A, l-DOPA levels in Gch1+/+ E11.5 embryos from l-DOPA treated dams (drinking water 1 mg/ml in 0.25% ascorbic acid, E7.5-E11.5) a significant increase in embryonic l-DOPA levels was observed in treated dams (*=P<0.05). B, BH4 levels in Gch1+/+ E11.5 after sepiapterin treatment (2×5 mg/kg, SC, E7.5-E11.5) a significant increase in BH4 levels was observed 1 and 6 h after treatment (*=P<0.05, n=3–4 per group of 3 independent litters). C, BH4 levels in Gch1+/+ E11.5 embryos 14 h after SC injection with either sepiapterin (2×5 mg/Kg SC, E7.5-E11) or saline, the significant decrease in BH4 levels observed in Gch1−/− embryos was abolished 14 h after maternal sepiapterin treatment (*=P< 0.05, n=4–9 per group of 4 independent litters). D, Embryonic survival after maternal supplementation with either sepiapterin (2×5 mg/kg/day) or sepiapterin with l-DOPA (drinking water, 1 mg/ml in 0.25% ascorbic acid) from E7.5-E13.5, maternal treatment with sepiapterin and l-DOPA but not saline or sepiapterin alone resulted in a significant increase in alive Gch1−/− embryos at E13.5 (*=P<0.05, from 10–16 independent litters; total number of embryos alive+dead for each group written in the bar). E, Embryonic survival after maternal supplementation with sepiapterin (2×5 mg/kg/day) and l-DOPA (drinking water 1 mg/ml in 0.25% ascorbic acid) or saline from E7.5-E15.5, in both groups Gch1−/− were significantly under represented (*=P<0.05 from 8–10 independent litters; total number of embryos alive+dead for each group written in the bar).

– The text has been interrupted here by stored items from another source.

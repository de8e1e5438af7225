//! Bounding box R-tree used for candidate pruning.

use rstar::{RTree, RTreeObject, AABB};
use topocheck_types::BoundingBox;

use crate::feature::Feature;

#[derive(Debug, Clone)]
pub(crate) struct IndexedBox {
    pub(crate) idx: usize,
    min: [f64; 2],
    max: [f64; 2],
}

impl IndexedBox {
    pub(crate) fn new(idx: usize, bbox: &BoundingBox) -> Self {
        Self {
            idx,
            min: bbox.min().coords(),
            max: bbox.max().coords(),
        }
    }
}

impl RTreeObject for IndexedBox {
    type Envelope = AABB<[f64; 2]>;

    fn envelope(&self) -> Self::Envelope {
        AABB::from_corners(self.min, self.max)
    }
}

pub(crate) fn envelope(bbox: &BoundingBox, margin: f64) -> AABB<[f64; 2]> {
    let bbox = bbox.expand(margin);
    AABB::from_corners(bbox.min().coords(), bbox.max().coords())
}

/// Spatial index over the bounding boxes of a layer's features.
///
/// Provides the bounding-box-overlap candidate sets the overlap and containment checks expect. Boxes are grown by
/// the tolerance so that features touching within the tolerance are candidates of each other.
#[derive(Debug)]
pub struct CandidateIndex {
    tree: RTree<IndexedBox>,
    tolerance: f64,
}

impl CandidateIndex {
    /// Indexes features by position in the slice. Features without vertices are not indexed.
    pub fn new(features: &[Feature], tolerance: f64) -> Self {
        let boxes = features
            .iter()
            .enumerate()
            .filter_map(|(i, f)| Some(IndexedBox::new(i, &f.geometry.bounding_box()?)))
            .collect();

        Self {
            tree: RTree::bulk_load(boxes),
            tolerance,
        }
    }

    /// Number of indexed features.
    pub fn len(&self) -> usize {
        self.tree.size()
    }

    /// The index is empty.
    pub fn is_empty(&self) -> bool {
        self.len() == 0
    }

    /// Indices of the features whose boxes intersect `bbox`, in ascending order.
    pub fn query(&self, bbox: &BoundingBox) -> Vec<usize> {
        let search = envelope(bbox, self.tolerance);
        let mut found: Vec<usize> = self
            .tree
            .locate_in_envelope_intersecting(&search)
            .map(|b| b.idx)
            .collect();
        found.sort_unstable();
        found
    }

    /// Candidates of the feature at `index`, excluding the feature itself.
    pub fn candidates_of(&self, features: &[Feature], index: usize) -> Vec<usize> {
        let Some(bbox) = features.get(index).and_then(|f| f.geometry.bounding_box()) else {
            return vec![];
        };

        self.query(&bbox)
            .into_iter()
            .filter(|&i| i != index)
            .collect()
    }
}

#[cfg(test)]
mod tests {
    use super::*;
    use topocheck_types::{Geom, Polygon, Ring, Vector2d};

    fn square(id: &str, x: f64, y: f64, size: f64) -> Feature {
        let points = [(x, y), (x + size, y), (x + size, y + size), (x, y + size)]
            .into_iter()
            .map(|p| Vector2d::try_from(p).expect("finite"))
            .collect();
        Feature::new(id, Polygon::from(Ring::new(points)))
    }

    #[test]
    fn candidates() {
        let features = vec![
            square("a", 0.0, 0.0, 1.0),
            square("b", 1.0, 0.0, 1.0),
            square("c", 5.0, 5.0, 1.0),
            square("d", 1.00005, 1.00005, 1.0),
            Feature::new("e", Geom::MultiPoint(vec![])),
        ];

        let index = CandidateIndex::new(&features, 1e-4);
        assert_eq!(index.len(), 4);
        assert_eq!(index.candidates_of(&features, 0), vec![1, 3]);
        assert_eq!(index.candidates_of(&features, 2), Vec::<usize>::new());
        assert_eq!(index.candidates_of(&features, 4), Vec::<usize>::new());
    }
}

To determine whether biochemical rescue of embryonic BH4 deficiency would prevent embryonic lethality due to Gch1 deletion, we treated Gch1+/− dams, mated with Gch1+/− males, with either l-DOPA+sepiapterin, or sepiapterin alone. Treatment with sepiapterin alone did not result in a significant increase in Gch1−/− embryo survival at E13.5, with only one Gch1−/− embryo alive compared with 13 dead. However, supplementation with both l-DOPA and sepiapterin resulted in a significant increase in embryonic survival, with 8 out of 18 Gch1−/− embryos alive at E13.5, compared with no surviving Gch1−/− embryos out of 16 in control dams treated with saline (Fig. 5D). We next tested whether the partial rescue in embryo survival at E13.5 with sepiapterin and l-DOPA treatment would be sustained. At E15.5 we observed some surviving Gch1−/− embryos (4 alive out of a total of 9), but in both the control and treated group Gch1−/− embryos were significantly under represented compared with the expected Mendelian ratio, with only 4 embryos alive representing only 8% of the litter (P<0.02), indicating a significant loss of Gch1−/− embryos prior to E15.5, despite continued maternal supplementation with sepiapterin and l-DOPA (Fig. 5E).
Discussion
In this study we report the first gene targeted mouse model of Gch1 deficiency. We show that deletion of Gch1 causes loss of embryonic BH4 synthesis and embryonic lethality by E13.5. Furthermore, lethality cannot be rescued with BH4 supplementation, indicating a requirement for Gch1 in embryonic development. Embryonic lethality in Gch1 deletion is not associated with any gross perturbation in the metabolic pathways or with any gross organogenesis defects, but causes embryonic bradycardia.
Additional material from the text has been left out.